*WORK REQUEST:* Find the string "view" in the records. Copy every line it appears in.

START DATA FOR ANALYSIS

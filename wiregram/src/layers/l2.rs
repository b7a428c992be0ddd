// SPDX-License-Identifier: MIT OR Apache-2.0

//! Ethernet II framing.
//!
//! ## Packet Layout
//! ```txt
//!    .    Octet 0    .    Octet 1    .    Octet 2    .    Octet 3    .
//!    |0 1 2 3 4 5 6 7|0 1 2 3 4 5 6 7|0 1 2 3 4 5 6 7|0 1 2 3 4 5 6 7|
//!    +-+-+-+-+-+-+-+-+-+-+-+-+-+-+-+-+-+-+-+-+-+-+-+-+-+-+-+-+-+-+-+-+
//!  0 |                      Destination Address                      |
//!    +                               +-+-+-+-+-+-+-+-+-+-+-+-+-+-+-+-+
//!  4 |                               |                               |
//!    +-+-+-+-+-+-+-+-+-+-+-+-+-+-+-+-+                               +
//!  8 |                         Source Address                        |
//!    +-+-+-+-+-+-+-+-+-+-+-+-+-+-+-+-+-+-+-+-+-+-+-+-+-+-+-+-+-+-+-+-+
//! 12 |           EtherType           Z            Payload            Z
//!    +-+-+-+-+-+-+-+-+-+-+-+-+-+-+-+-+-+-+-+-+-+-+-+-+-+-+-+-+-+-+-+-+
//! ```

use crate::addr::MacAddress;
use crate::error::*;
use crate::layers::arp::{Arp, ArpRef};
use crate::layers::ip::{Ipv4, Ipv4Ref, Ipv6, Ipv6Ref};
use crate::layers::{Raw, RawRef};
use crate::packet::DataLinkKind;
use crate::utils;

use super::dev_traits::*;
use super::traits::*;

/// The protocol carried in an Ethernet frame's payload.
#[derive(Copy, Clone, Debug, PartialEq, Eq)]
pub enum EtherType {
    Ipv4,
    Arp,
    Ipv6,
    Unknown(u16),
}

impl EtherType {
    /// The 16-bit wire value of the EtherType.
    #[inline]
    pub fn number(self) -> u16 {
        match self {
            EtherType::Ipv4 => 0x0800,
            EtherType::Arp => 0x0806,
            EtherType::Ipv6 => 0x86DD,
            EtherType::Unknown(raw) => raw,
        }
    }
}

impl From<u16> for EtherType {
    #[inline]
    fn from(value: u16) -> Self {
        match value {
            0x0800 => EtherType::Ipv4,
            0x0806 => EtherType::Arp,
            0x86DD => EtherType::Ipv6,
            raw => EtherType::Unknown(raw),
        }
    }
}

/// An Ethernet II frame.
#[derive(Clone, Debug)]
pub struct Ether {
    src: MacAddress,
    dst: MacAddress,
    ether_type: Option<EtherType>,
    payload: Option<Box<dyn LayerObject>>,
}

impl Ether {
    /// Creates a frame between the given addresses, with the EtherType
    /// left to be derived from the payload layer.
    #[inline]
    pub fn new(src: MacAddress, dst: MacAddress) -> Self {
        Ether {
            src,
            dst,
            ether_type: None,
            payload: None,
        }
    }

    #[inline]
    pub fn src(&self) -> MacAddress {
        self.src
    }

    #[inline]
    pub fn set_src(&mut self, src: MacAddress) {
        self.src = src;
    }

    #[inline]
    pub fn dst(&self) -> MacAddress {
        self.dst
    }

    #[inline]
    pub fn set_dst(&mut self, dst: MacAddress) {
        self.dst = dst;
    }

    /// The EtherType explicitly assigned to the frame, or `None` if it is
    /// derived from the payload layer at serialization time.
    #[inline]
    pub fn ether_type(&self) -> Option<EtherType> {
        self.ether_type
    }

    #[inline]
    pub fn set_ether_type(&mut self, ether_type: Option<EtherType>) {
        self.ether_type = ether_type;
    }
}

layer_identity!(Ether, EtherRef, "Ether");

impl PartialEq for Ether {
    fn eq(&self, other: &Self) -> bool {
        self.src == other.src
            && self.dst == other.dst
            && self.ether_type == other.ether_type
            && match (&self.payload, &other.payload) {
                (None, None) => true,
                (Some(a), Some(b)) => a.compare(b.as_ref()),
                _ => false,
            }
    }
}

impl LayerLength for Ether {
    #[inline]
    fn len(&self) -> usize {
        14 + self.payload.as_ref().map(|p| p.len()).unwrap_or(0)
    }
}

impl LayerObject for Ether {
    #[inline]
    fn layer_name(&self) -> &'static str {
        Self::name()
    }

    #[inline]
    fn data_link(&self) -> Option<DataLinkKind> {
        Some(DataLinkKind::Ethernet)
    }

    #[inline]
    fn can_add_payload_default(&self, payload: &dyn LayerObject) -> bool {
        self.ether_type.is_some() || payload.ether_payload_type().is_some()
    }

    #[inline]
    fn payload(&self) -> Option<&dyn LayerObject> {
        self.payload.as_deref()
    }

    #[inline]
    fn payload_mut(&mut self) -> Option<&mut dyn LayerObject> {
        self.payload.as_deref_mut()
    }

    #[inline]
    fn set_payload_unchecked(&mut self, payload: Box<dyn LayerObject>) {
        self.payload = Some(payload);
    }

    #[inline]
    fn remove_payload(&mut self) -> Option<Box<dyn LayerObject>> {
        self.payload.take()
    }

    #[inline]
    fn to_boxed_layer(&self) -> Box<dyn LayerObject> {
        Box::new(self.clone())
    }

    #[inline]
    fn compare(&self, other: &dyn LayerObject) -> bool {
        other.as_any().downcast_ref::<Self>().is_some_and(|o| self == o)
    }
}

impl Layer for Ether {}

impl ToBytes for Ether {
    fn to_bytes_checksummed(
        &self,
        bytes: &mut Vec<u8>,
        _prev: Option<(LayerId, usize)>,
    ) -> Result<(), SerializationError> {
        let start = bytes.len();

        let ether_type = match self.ether_type {
            Some(t) => t,
            None => self
                .payload
                .as_ref()
                .and_then(|p| p.ether_payload_type())
                .ok_or_else(|| SerializationError::bad_payload_layer(Ether::name()))?,
        };

        let mut dst = self.dst;
        if dst == MacAddress::ZERO {
            if let Some(default) = self.payload.as_ref().and_then(|p| p.default_ether_destination())
            {
                dst = default;
            }
        }

        bytes.extend(dst.octets());
        bytes.extend(self.src.octets());
        bytes.extend(ether_type.number().to_be_bytes());
        match self.payload.as_ref() {
            None => Ok(()),
            Some(p) => p.to_bytes_checksummed(bytes, Some((Self::layer_id(), start))),
        }
    }
}

impl FromBytesCurrent for Ether {
    #[inline]
    fn from_bytes_current_layer_unchecked(bytes: &[u8]) -> Self {
        let ether = EtherRef::from_bytes_unchecked(bytes);
        Ether {
            src: ether.src(),
            dst: ether.dst(),
            ether_type: Some(ether.ether_type()),
            payload: None,
        }
    }

    fn payload_from_bytes_unchecked_default(&mut self, bytes: &[u8]) {
        let Some(payload) = bytes.get(14..) else {
            self.payload = None;
            return;
        };
        if payload.is_empty() {
            self.payload = None;
            return;
        }

        let ether = EtherRef::from_bytes_unchecked(bytes);
        self.payload = Some(match ether.ether_type() {
            EtherType::Ipv4 => Box::new(Ipv4::from_bytes_unchecked(payload)),
            EtherType::Ipv6 => Box::new(Ipv6::from_bytes_unchecked(payload)),
            EtherType::Arp => Box::new(Arp::from_bytes_unchecked(payload)),
            EtherType::Unknown(_) => Box::new(Raw::from_bytes_unchecked(payload)),
        });
    }
}

/// A view of an Ethernet II frame.
#[derive(Clone, Copy, Debug)]
pub struct EtherRef<'a> {
    data: &'a [u8],
}

impl<'a> EtherRef<'a> {
    /// The destination MAC address of the frame.
    #[inline]
    pub fn dst(&self) -> MacAddress {
        MacAddress(
            utils::to_array(self.data, 0)
                .expect("insufficient bytes in Ether layer to retrieve Destination Address field"),
        )
    }

    /// The source MAC address of the frame.
    #[inline]
    pub fn src(&self) -> MacAddress {
        MacAddress(
            utils::to_array(self.data, 6)
                .expect("insufficient bytes in Ether layer to retrieve Source Address field"),
        )
    }

    /// The EtherType of the frame's payload.
    #[inline]
    pub fn ether_type(&self) -> EtherType {
        EtherType::from(u16::from_be_bytes(
            utils::to_array(self.data, 12)
                .expect("insufficient bytes in Ether layer to retrieve EtherType field"),
        ))
    }

    /// The frame's payload bytes, or `None` if the frame is truncated
    /// before the end of its header.
    #[inline]
    pub fn payload(&self) -> Option<&'a [u8]> {
        self.data.get(14..)
    }

    /// A view of the frame's IPv4 payload, if the EtherType declares one.
    #[inline]
    pub fn ipv4(&self) -> Option<Ipv4Ref<'a>> {
        self.get_layer::<Ipv4Ref>()
    }

    /// A view of the frame's IPv6 payload, if the EtherType declares one.
    #[inline]
    pub fn ipv6(&self) -> Option<Ipv6Ref<'a>> {
        self.get_layer::<Ipv6Ref>()
    }

    /// A view of the frame's ARP payload, if the EtherType declares one.
    #[inline]
    pub fn arp(&self) -> Option<ArpRef<'a>> {
        self.get_layer::<ArpRef>()
    }
}

impl<'a> FromBytesRef<'a> for EtherRef<'a> {
    #[inline]
    fn from_bytes_unchecked(bytes: &'a [u8]) -> Self {
        EtherRef { data: bytes }
    }
}

impl LayerOffset for EtherRef<'_> {
    fn payload_byte_index_default(bytes: &[u8], layer_type: LayerId) -> Option<usize> {
        let ether_type = utils::read_u16(bytes, 12, utils::Endianness::Big)?;
        let payload = bytes.get(14..)?;
        match EtherType::from(ether_type) {
            EtherType::Ipv4 => {
                if layer_type == Ipv4Ref::layer_id() {
                    Some(14)
                } else {
                    Ipv4Ref::payload_byte_index_default(payload, layer_type).map(|idx| 14 + idx)
                }
            }
            EtherType::Ipv6 => {
                if layer_type == Ipv6Ref::layer_id() {
                    Some(14)
                } else {
                    Ipv6Ref::payload_byte_index_default(payload, layer_type).map(|idx| 14 + idx)
                }
            }
            EtherType::Arp => {
                if layer_type == ArpRef::layer_id() {
                    Some(14)
                } else {
                    None
                }
            }
            EtherType::Unknown(_) => {
                if layer_type == RawRef::layer_id() {
                    Some(14)
                } else {
                    None
                }
            }
        }
    }
}

impl Validate for EtherRef<'_> {
    #[inline]
    fn validate_current_layer(curr_layer: &[u8]) -> Result<(), ValidationError> {
        if curr_layer.len() < 14 {
            return Err(ValidationError {
                layer: Ether::name(),
                class: ValidationErrorClass::InsufficientBytes,
                reason: "insufficient bytes in Ether header (14 bytes required)",
            });
        }

        Ok(())
    }

    fn validate_payload_default(curr_layer: &[u8]) -> Result<(), ValidationError> {
        let Some(payload) = curr_layer.get(14..) else {
            return Err(ValidationError {
                layer: Ether::name(),
                class: ValidationErrorClass::InsufficientBytes,
                reason: "packet too short for Ether frame--missing header bytes",
            });
        };

        match utils::read_u16(curr_layer, 12, utils::Endianness::Big).map(EtherType::from) {
            Some(EtherType::Ipv4) => Ipv4Ref::validate(payload),
            Some(EtherType::Ipv6) => Ipv6Ref::validate(payload),
            Some(EtherType::Arp) => ArpRef::validate(payload),
            _ => RawRef::validate(payload),
        }
    }
}

impl ToLayer for EtherRef<'_> {
    type Owned = Ether;

    #[inline]
    fn to_layer(&self) -> Ether {
        Ether::from_bytes_unchecked(self.data)
    }
}

#[cfg(test)]
mod tests {
    use super::*;

    #[test]
    fn parses_header_fields() {
        let mut bytes = vec![
            0xFE, 0xFF, 0x20, 0x00, 0x01, 0x00, // destination
            0x00, 0x00, 0x01, 0x00, 0x00, 0x00, // source
            0x08, 0x00, // EtherType: IPv4
        ];
        bytes.extend([0u8; 4]);

        let ether = EtherRef::from_bytes_unchecked(&bytes);
        assert_eq!(ether.dst().to_string(), "fe:ff:20:00:01:00");
        assert_eq!(ether.src().to_string(), "00:00:01:00:00:00");
        assert_eq!(ether.ether_type(), EtherType::Ipv4);
        assert_eq!(ether.payload().unwrap().len(), 4);
    }

    #[test]
    fn short_frame_is_invalid_but_never_panics() {
        let bytes = [0u8; 9];
        assert!(EtherRef::validate(&bytes).is_err());
        let ether = EtherRef::from_bytes_unchecked(&bytes);
        assert!(ether.payload().is_none());
    }

    #[test]
    fn ether_type_inference_fails_without_capable_payload() {
        let mut ether = Ether::new(MacAddress::ZERO, MacAddress::BROADCAST);
        assert!(ether.to_bytes().is_err());

        ether.set_ether_type(Some(EtherType::Unknown(0x88B5)));
        let bytes = ether.to_bytes().unwrap();
        assert_eq!(&bytes[12..14], &[0x88, 0xB5]);
    }
}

END DATA FOR ANALYSIS

*OUTPUT OF THE TASK:*
/// A view of an Ethernet II frame.
    /// A view of the frame's IPv4 payload, if the EtherType declares one.
    /// A view of the frame's IPv6 payload, if the EtherType declares one.
    /// A view of the frame's ARP payload, if the EtherType declares one.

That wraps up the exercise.